On Wed, 13 Sep 2023, George Dunlap wrote:
> On Tue, Sep 12, 2023 at 8:57 AM Thomas Gleixner <[email protected]> wrote:
> >
> > On Mon, Sep 11 2023 at 19:24, Andrew Cooper wrote:
> > > Furthermore, cursory testing that Thomas did for the Linux topology work
> > > demonstrates that it is broken anyway for reasons unrelated to ACPI 
> > > parsing.
> > >
> > > Even furthermore, it's an area of the Xen / dom0 boundary which is
> > > fundamentally broken for non-PV cases, and undocumented for the PV case,
> > > hence why it's broken in Linux.
> > >
> > > Physical CPU Hotplug does not pass the bar for being anything more than
> > > experimental.  It's absolutely not tech-preview level because the only
> > > demo it has had in an environment (admittedly virtual) which does
> > > implement the spec in a usable way demonstrates that it doesn't function.
> > >
> > > The fact no-one has noticed until now shows that the feature isn't used,
> > > which comes back around full circle to the fact that Intel never made it
> > > work and never shipped it.
> >
> > OTOH it _is_ used in virtualization.

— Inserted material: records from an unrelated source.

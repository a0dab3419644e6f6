//! Dynamic SQL values.
//!
//! Filter values and hydrated record fields are represented by [`Value`],
//! a runtime-typed enum that implements `ToSql` (delegating per variant)
//! so a compiled parameter array can be handed to tokio-postgres directly,
//! and `Serialize` so hydrated records render to JSON.

use bytes::BytesMut;
use chrono::{DateTime, NaiveDate, Utc};
use serde::Serialize;
use tokio_postgres::types::{IsNull, ToSql, Type, to_sql_checked};

/// A dynamically typed SQL value.
#[derive(Debug, Clone, PartialEq, Serialize)]
#[serde(untagged)]
pub enum Value {
    /// SQL NULL
    Null,
    Bool(bool),
    /// All integer widths fold into i64; encoding narrows to the wire type.
    Int(i64),
    Float(f64),
    Text(String),
    Timestamp(DateTime<Utc>),
    Date(NaiveDate),
    Uuid(uuid::Uuid),
    Json(serde_json::Value),
    Bytes(Vec<u8>),
    Array(Vec<Value>),
}

impl Value {
    /// Whether this value is SQL NULL.
    pub fn is_null(&self) -> bool {
        matches!(self, Value::Null)
    }

    /// Borrow the text content, if this is a text value.
    pub fn as_str(&self) -> Option<&str> {
        match self {
            Value::Text(s) => Some(s),
            _ => None,
        }
    }

    /// Integer content, if this is an integer value.
    pub fn as_i64(&self) -> Option<i64> {
        match self {
            Value::Int(n) => Some(*n),
            _ => None,
        }
    }
}

impl ToSql for Value {
    fn to_sql(
        &self,
        ty: &Type,
        out: &mut BytesMut,
    ) -> Result<IsNull, Box<dyn std::error::Error + Sync + Send>> {
        match self {
            Value::Null => Ok(IsNull::Yes),
            Value::Bool(v) => v.to_sql(ty, out),
            Value::Int(v) => {
                // Narrow to the declared wire type where the server asks for it.
                if *ty == Type::INT2 {
                    (*v as i16).to_sql(ty, out)
                } else if *ty == Type::INT4 {
                    (*v as i32).to_sql(ty, out)
                } else {
                    v.to_sql(ty, out)
                }
            }
            Value::Float(v) => {
                if *ty == Type::FLOAT4 {
                    (*v as f32).to_sql(ty, out)
                } else {
                    v.to_sql(ty, out)
                }
            }
            Value::Text(v) => v.to_sql(ty, out),
            Value::Timestamp(v) => v.to_sql(ty, out),
            Value::Date(v) => v.to_sql(ty, out),
            Value::Uuid(v) => v.to_sql(ty, out),
            Value::Json(v) => v.to_sql(ty, out),
            Value::Bytes(v) => v.to_sql(ty, out),
            Value::Array(v) => v.to_sql(ty, out),
        }
    }

    fn accepts(_ty: &Type) -> bool {
        // Runtime-typed: the parameter's declared type drives encoding, and a
        // genuine mismatch surfaces as an encode error at execution time.
        true
    }

    to_sql_checked!();
}

impl From<bool> for Value {
    fn from(v: bool) -> Self {
        Value::Bool(v)
    }
}

impl From<i16> for Value {
    fn from(v: i16) -> Self {
        Value::Int(v as i64)
    }
}

impl From<i32> for Value {
    fn from(v: i32) -> Self {
        Value::Int(v as i64)
    }
}

impl From<i64> for Value {
    fn from(v: i64) -> Self {
        Value::Int(v)
    }
}

impl From<f32> for Value {
    fn from(v: f32) -> Self {
        Value::Float(v as f64)
    }
}

impl From<f64> for Value {
    fn from(v: f64) -> Self {
        Value::Float(v)
    }
}

impl From<&str> for Value {
    fn from(v: &str) -> Self {
        Value::Text(v.to_string())
    }
}

impl From<String> for Value {
    fn from(v: String) -> Self {
        Value::Text(v)
    }
}

impl From<DateTime<Utc>> for Value {
    fn from(v: DateTime<Utc>) -> Self {
        Value::Timestamp(v)
    }
}

impl From<NaiveDate> for Value {
    fn from(v: NaiveDate) -> Self {
        Value::Date(v)
    }
}

impl From<uuid::Uuid> for Value {
    fn from(v: uuid::Uuid) -> Self {
        Value::Uuid(v)
    }
}

impl From<serde_json::Value> for Value {
    fn from(v: serde_json::Value) -> Self {
        Value::Json(v)
    }
}

impl<T: Into<Value>> From<Vec<T>> for Value {
    fn from(v: Vec<T>) -> Self {
        Value::Array(v.into_iter().map(Into::into).collect())
    }
}

impl<T: Into<Value>> From<Option<T>> for Value {
    fn from(v: Option<T>) -> Self {
        match v {
            Some(inner) => inner.into(),
            None => Value::Null,
        }
    }
}
use crate::client::{Database, decode_row};
use crate::dialect::{
    AggregateFn, Comparator, JoinDescriptor, WhereObject, generate_delete_all_query,
    generate_insert_query, generate_update_all_query, render_set_clause,
};
use crate::error::{ComposeError, ComposeResult};
use crate::graph::RelationshipGraph;
use crate::schema::Schema;
use crate::value::Value;

/// One AND-group of filter predicates; multiple groups passed to
/// [`Composer::filter`] OR together.
#[derive(Debug, Clone, Default)]
pub struct FilterGroup {
    entries: Vec<(String, Value)>,
}

impl FilterGroup {
    pub fn new() -> Self {
        Self::default()
    }

    /// Add a `field[__comparator]` predicate.
    pub fn set(mut self, key: &str, value: impl Into<Value>) -> Self {
        self.entries.push((key.to_string(), value.into()));
        self
    }

    pub fn is_empty(&self) -> bool {
        self.entries.is_empty()
    }
}

/// Sort direction; unrecognized inputs normalize to ascending.
#[derive(Debug, Clone, Copy, PartialEq, Eq)]
pub enum Direction {
    Asc,
    Desc,
}

impl Direction {
    pub fn parse(s: &str) -> Self {
        if s.eq_ignore_ascii_case("desc") {
            Direction::Desc
        } else {
            Direction::Asc
        }
    }
}

/// A derived column: a named aggregate over an explicit list of base
/// columns. Source columns are always declared, never inferred.
#[derive(Debug, Clone)]
pub struct AggregateColumn {
    pub alias: String,
    pub function: AggregateFn,
    pub columns: Vec<String>,
}

#[derive(Debug, Clone)]
pub(crate) struct OrderSpec {
    pub column: String,
    pub desc: bool,
}

#[derive(Debug, Clone, Default)]
pub(crate) struct GroupBySpec {
    /// `(alias, column)` pairs.
    pub refs: Vec<(String, String)>,
}

#[derive(Debug, Clone, Copy)]
pub(crate) struct LimitSpec {
    pub offset: u64,
    pub count: u64,
}

/// One generation of the append-only chain.
#[derive(Debug, Clone, Default)]
pub(crate) struct Link {
    pub filters: Vec<Vec<WhereObject>>,
    pub joins: Vec<JoinDescriptor>,
    pub columns: Vec<String>,
    pub order_by: Vec<OrderSpec>,
    pub group_by: Option<GroupBySpec>,
    pub limit: Option<LimitSpec>,
    pub aggregates: Vec<AggregateColumn>,
}

impl Link {
    pub(crate) fn is_inert(&self) -> bool {
        self.filters.is_empty()
            && self.joins.is_empty()
            && self.columns.is_empty()
            && self.order_by.is_empty()
            && self.group_by.is_none()
            && self.limit.is_none()
            && self.aggregates.is_empty()
    }
}

/// Registry entry for a joined relationship path.
#[derive(Debug, Clone)]
pub(crate) struct JoinRef {
    /// Full relationship path name (`children`, `children__toys`, ...).
    pub name: String,
    pub table: String,
    pub alias: String,
    pub multiple: bool,
    /// Descriptors base→terminal, used to build correlated EXISTS clauses
    /// for filters on this relationship.
    pub chain: Vec<JoinDescriptor>,
}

KVM supports it and it just
> > works. That's how I found out that XEN explodes in colourful ways :)
> 
> It should be pointed out that there's currently a start-up selling a
> product that specifically runs Xen under cloud providers -- Exostellar
> (was Exotanium) [1].  If cloud providers do use ACPI hotplug to allow
> on-the-fly adjustments of the number of vcpus, Exostellar will
> probably want support at some point.  (Perhaps it would be good to
> rope them into testing / maintaining it.)

Supporting CPU hotplug in a nested virtualization setting is a different
proposition compared to supporting Physical CPU Hotplug. Typically
virtual firmware (hypervisor-provided firmware) has less unexpected
behaviors compared to baremetal firmware.

Could you make the distinction in SUPPORT.md?